Rain, cost of products bring hay prices up
Hay lies cut in a Moses Lake field as it waits to be baled. While it may seem counterintuitive to those not in the business, the amount of rain received in Central and Eastern Washington this year has slowed down the harvest of hay throughout the region.
Rebecca Pettingill/Columbia Basin Herald
Hagadone News Network | July 16, 2022 1:00 AM
COLUMBIA BASIN — As costs continue to rise in the current economy, the hit can be felt throughout the market, from consumers to producers — including in the hay industry.
Bob Lawrence, trainer and breeder at Lawrence Horse Racing and Sales, said the horse market this year seems about the same as previous years. The biggest problem, he said, is the cost of hay and grain.
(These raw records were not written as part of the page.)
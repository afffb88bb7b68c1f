// Copyright 2025 Google LLC
//
// Licensed under the Apache License, Version 2.0 (the "License");
// you may not use this file except in compliance with the License.
// You may obtain a copy of the License at
//
//     https://www.apache.org/licenses/LICENSE-2.0
//
// Unless required by applicable law or agreed to in writing, software
// distributed under the License is distributed on an "AS IS" BASIS,
// WITHOUT WARRANTIES OR CONDITIONS OF ANY KIND, either express or implied.
// See the License for the specific language governing permissions and
// limitations under the License.

//! Google Cloud Client Libraries for Rust - Bigtable Table Admin
//!
//! This crate contains a client for the table administration RPCs of
//! [Cloud Bigtable]. The client wraps a [stub::TableAdmin] with the retry,
//! polling, and pagination helpers from `gax` and `lro`:
//!
//! * [generate_consistency_token()] and [check_consistency()] are unary RPCs,
//!   retried according to the client's retry and backoff policies.
//! * [async_wait_for_consistency()] polls until a table is consistent, and
//!   returns a handle that can be awaited or cancelled.
//! * [list_tables()] returns the tables in an instance, one page or one item
//!   at a time.
//!
//! [Cloud Bigtable]: https://cloud.google.com/bigtable
//! [generate_consistency_token()]: client::BigtableTableAdmin::generate_consistency_token
//! [check_consistency()]: client::BigtableTableAdmin::check_consistency
//! [async_wait_for_consistency()]: client::BigtableTableAdmin::async_wait_for_consistency
//! [list_tables()]: client::BigtableTableAdmin::list_tables

pub use gax::Result;
pub use gax::error::Error;

pub mod builder;
pub mod client;
pub mod model;
pub mod stub;
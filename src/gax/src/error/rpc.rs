// Copyright 2025 Google LLC
//
// Licensed under the Apache License, Version 2.0 (the "License");
// you may not use this file except in compliance with the License.
// You may obtain a copy of the License at
//
//     https://www.apache.org/licenses/LICENSE-2.0
//
// Unless required by applicable law or agreed to in writing, software
// distributed under the License is distributed on an "AS IS" BASIS,
// WITHOUT WARRANTIES OR CONDITIONS OF ANY KIND, either express or implied.
// See the License for the specific language governing permissions and
// limitations under the License.

use serde::{Deserialize, Serialize};

/// The result of an RPC, as reported by the service or synthesized by the
/// client library.
///
/// Each [Status] contains an error code and a developer-facing message. The
/// message is in English and intended for logs and troubleshooting, it should
/// not be shown to end users.
///
/// # Example
/// ```
/// # use gcloud_gax::error::rpc::{Code, Status};
/// let status = Status::default()
///     .set_code(Code::Unavailable)
///     .set_message("try again later");
/// assert_eq!(status.code, Code::Unavailable);
/// assert!(!status.is_ok());
/// ```
#[derive(Clone, Debug, Default, PartialEq, Deserialize, Serialize)]
#[serde(default, rename_all = "camelCase")]
#[non_exhaustive]
pub struct Status {
    /// The status code.
    pub code: Code,

    /// A developer-facing error message, which should be in English.
    pub message: String,
}

impl Status {
    /// Sets the value for [code][Status::code].
    pub fn set_code<T: Into<Code>>(mut self, v: T) -> Self {
        self.code = v.into();
        self
    }

    /// Sets the value for [message][Status::message].
    pub fn set_message<T: Into<String>>(mut self, v: T) -> Self {
        self.message = v.into();
        self
    }

    /// Returns true if the status represents a successful result.
    pub fn is_ok(&self) -> bool {
        self.code == Code::Ok
    }
}

impl std::fmt::Display for Status {
    fn fmt(&self, f: &mut std::fmt::Formatter<'_>) -> std::fmt::Result {
        write!(f, "{}: {}", self.code.name(), self.message)
    }
}

/// The canonical error codes for Google APIs.
///
/// Sometimes multiple error codes may apply. Services should return the most
/// specific error code that applies. For example, prefer `OutOfRange` over
/// `FailedPrecondition` if both codes apply.
#[derive(Clone, Copy, Debug, Default, PartialEq, Eq, Hash)]
#[non_exhaustive]
pub enum Code {
    /// Not an error; returned on success.
    Ok = 0,

    /// The operation was cancelled, typically by the caller.
    Cancelled = 1,

    /// Unknown error, or an error from an unknown error space.
    #[default]
    Unknown = 2,

    /// The client specified an invalid argument.
    InvalidArgument = 3,

    /// The deadline expired before the operation could complete.
    DeadlineExceeded = 4,

    /// Some requested entity was not found.
    NotFound = 5,

    /// The entity that a client attempted to create already exists.
    AlreadyExists = 6,

    /// The caller does not have permission to execute the operation.
    PermissionDenied = 7,

    /// Some resource has been exhausted, perhaps a per-user quota.
    ResourceExhausted = 8,

    /// The system is not in a state required for the operation's execution.
    FailedPrecondition = 9,

    /// The operation was aborted, typically due to a concurrency issue.
    Aborted = 10,

    /// The operation was attempted past the valid range.
    OutOfRange = 11,

    /// The operation is not implemented or not enabled in this service.
    Unimplemented = 12,

    /// Some invariants expected by the underlying system have been broken.
    Internal = 13,

    /// The service is currently unavailable.
    ///
    /// This is most likely a transient condition, which can be corrected by
    /// retrying with a backoff.
    Unavailable = 14,

    /// Unrecoverable data loss or corruption.
    DataLoss = 15,

    /// The request does not have valid authentication credentials.
    Unauthenticated = 16,
}

impl Code {
    /// The name of the code, as used in the JSON representation of
    /// `google.rpc.Status`.
    pub fn name(&self) -> &'static str {
        match self {
            Code::Ok => "OK",
            Code::Cancelled => "CANCELLED",
            Code::Unknown => "UNKNOWN",
            Code::InvalidArgument => "INVALID_ARGUMENT",
            Code::DeadlineExceeded => "DEADLINE_EXCEEDED",
            Code::NotFound => "NOT_FOUND",
            Code::AlreadyExists => "ALREADY_EXISTS",
            Code::PermissionDenied => "PERMISSION_DENIED",
            Code::ResourceExhausted => "RESOURCE_EXHAUSTED",
            Code::FailedPrecondition => "FAILED_PRECONDITION",
            Code::Aborted => "ABORTED",
            Code::OutOfRange => "OUT_OF_RANGE",
            Code::Unimplemented => "UNIMPLEMENTED",
            Code::Internal => "INTERNAL",
            Code::Unavailable => "UNAVAILABLE",
            Code::DataLoss => "DATA_LOSS",
            Code::Unauthenticated => "UNAUTHENTICATED",
        }
    }
}

impl std::fmt::Display for Code {
    fn fmt(&self, f: &mut std::fmt::Formatter<'_>) -> std::fmt::Result {
        f.write_str(self.name())
    }
}

impl std::convert::From<i32> for Code {
    fn from(value: i32) -> Self {
        match value {
            0 => Code::Ok,
            1 => Code::Cancelled,
            2 => Code::Unknown,
            3 => Code::InvalidArgument,
            4 => Code::DeadlineExceeded,
            5 => Code::NotFound,
            6 => Code::AlreadyExists,
            7 => Code::PermissionDenied,
            8 => Code::ResourceExhausted,
            9 => Code::FailedPrecondition,
            10 => Code::Aborted,
            11 => Code::OutOfRange,
            12 => Code::Unimplemented,
            13 => Code::Internal,
            14 => Code::Unavailable,
            15 => Code::DataLoss,
            16 => Code::Unauthenticated,
            _ => Code::default(),
        }
    }
}

impl std::convert::From<Code> for i32 {
    fn from(value: Code) -> Self {
        value as i32
    }
}

impl std::convert::TryFrom<&str> for Code {
    type Error = String;
    fn try_from(value: &str) -> std::result::Result<Code, Self::Error> {
        match value {
            "OK" => Ok(Code::Ok),
            "CANCELLED" => Ok(Code::Cancelled),
            "UNKNOWN" => Ok(Code::Unknown),
            "INVALID_ARGUMENT" => Ok(Code::InvalidArgument),
            "DEADLINE_EXCEEDED" => Ok(Code::DeadlineExceeded),
            "NOT_FOUND" => Ok(Code::NotFound),
            "ALREADY_EXISTS" => Ok(Code::AlreadyExists),
            "PERMISSION_DENIED" => Ok(Code::PermissionDenied),
            "RESOURCE_EXHAUSTED" => Ok(Code::ResourceExhausted),
            "FAILED_PRECONDITION" => Ok(Code::FailedPrecondition),
            "ABORTED" => Ok(Code::Aborted),
            "OUT_OF_RANGE" => Ok(Code::OutOfRange),
            "UNIMPLEMENTED" => Ok(Code::Unimplemented),
            "INTERNAL" => Ok(Code::Internal),
            "UNAVAILABLE" => Ok(Code::Unavailable),
            "DATA_LOSS" => Ok(Code::DataLoss),
            "UNAUTHENTICATED" => Ok(Code::Unauthenticated),
            _ => Err(format!("unknown status code value {value}")),
        }
    }
}

impl Serialize for Code {
    fn serialize<S>(&self, serializer: S) -> Result<S::Ok, S::Error>
    where
        S: serde::Serializer,
    {
        serializer.serialize_i32(*self as i32)
    }
}

impl<'de> Deserialize<'de> for Code {
    fn deserialize<D>(deserializer: D) -> Result<Self, D::Error>
    where
        D: serde::Deserializer<'de>,
    {
        i32::deserialize(deserializer).map(Code::from)
    }
}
The Washington-Oregon Direct Hay Report for the Columbia Basin issued June 17 by the United States Department of Agriculture states a large square bale (3x4) of alfalfa is selling for about $280-365 depending on if it is good or supreme quality. In this report, the good quality has notes of rain damage.
Jason Gunderson, General Manager of Stevens Hay Exports, said a lot of different factors go into the cost of hay and alfalfa.
The rising costs of hay and alfalfa are impacted by the rising costs of fuel, fertilizer and employees, amongst other things. Some of those costs, Gunderson said, are double or more from the previous year.
According to the Washington Department of Labor and Industries, agricultural employees have historically been exempt from receiving overtime pay under the State Minimum Wage Act but that exemption expired Jan. 1. The new requirement to pay overtime starts at 55 hours in a single work week but will decrease over the next two years to have overtime for agriculture employees begin at 40 hours.
“The problem we’re facing is all the costs go up, but as with anything, everything has a price limit,” said Gunderson. “You know, we’re getting to the point where people can’t afford the product. So I will say when the price goes high like this your margins get squeezed smaller and it’s harder to make money.”
The biggest problem for hay and alfalfa growers in the Basin is the weather, Gunderson said. He said the drought last year made supplies tight but that it didn’t really affect the production itself because of the Basin’s irrigation system. The problem this year is the unusual amount of rain.
“We don’t like rain at all,” Gunderson said.
Gunderson said this wet weather has pushed back the production enough that Basin growers may only do three cuts instead of four.
“First cutting alfalfa (in a) typical year, maybe seven to 10 days to get it cut and into the bale. And this year, we’re anywhere from 10 to 20 days. Just because the weather is so cool and we keep getting the rainfall,” said Gunderson.
“Baling at a higher moisture may result in spoilage from mold and heat unless a preservative or artificial drying is used,” said Stephen J. Herbert, a professor in the Department of Plant and Soil Sciences at the University of Massachusetts Amherst, in a scientific research abstract entitled Harvest Management for High Quality Alfalfa Hay.
Gunderson said ideally hay growers would like six weeks of dry weather with a little rain but then when they start second cutting it needs to stay dry.
He did explain, however, that while they don’t like the rain, it may be beneficial to other farmers.
“Farm is, one thing is good for one person and bad for another. So, right now dry land people love this rain. We don’t like it,” said Gunderson.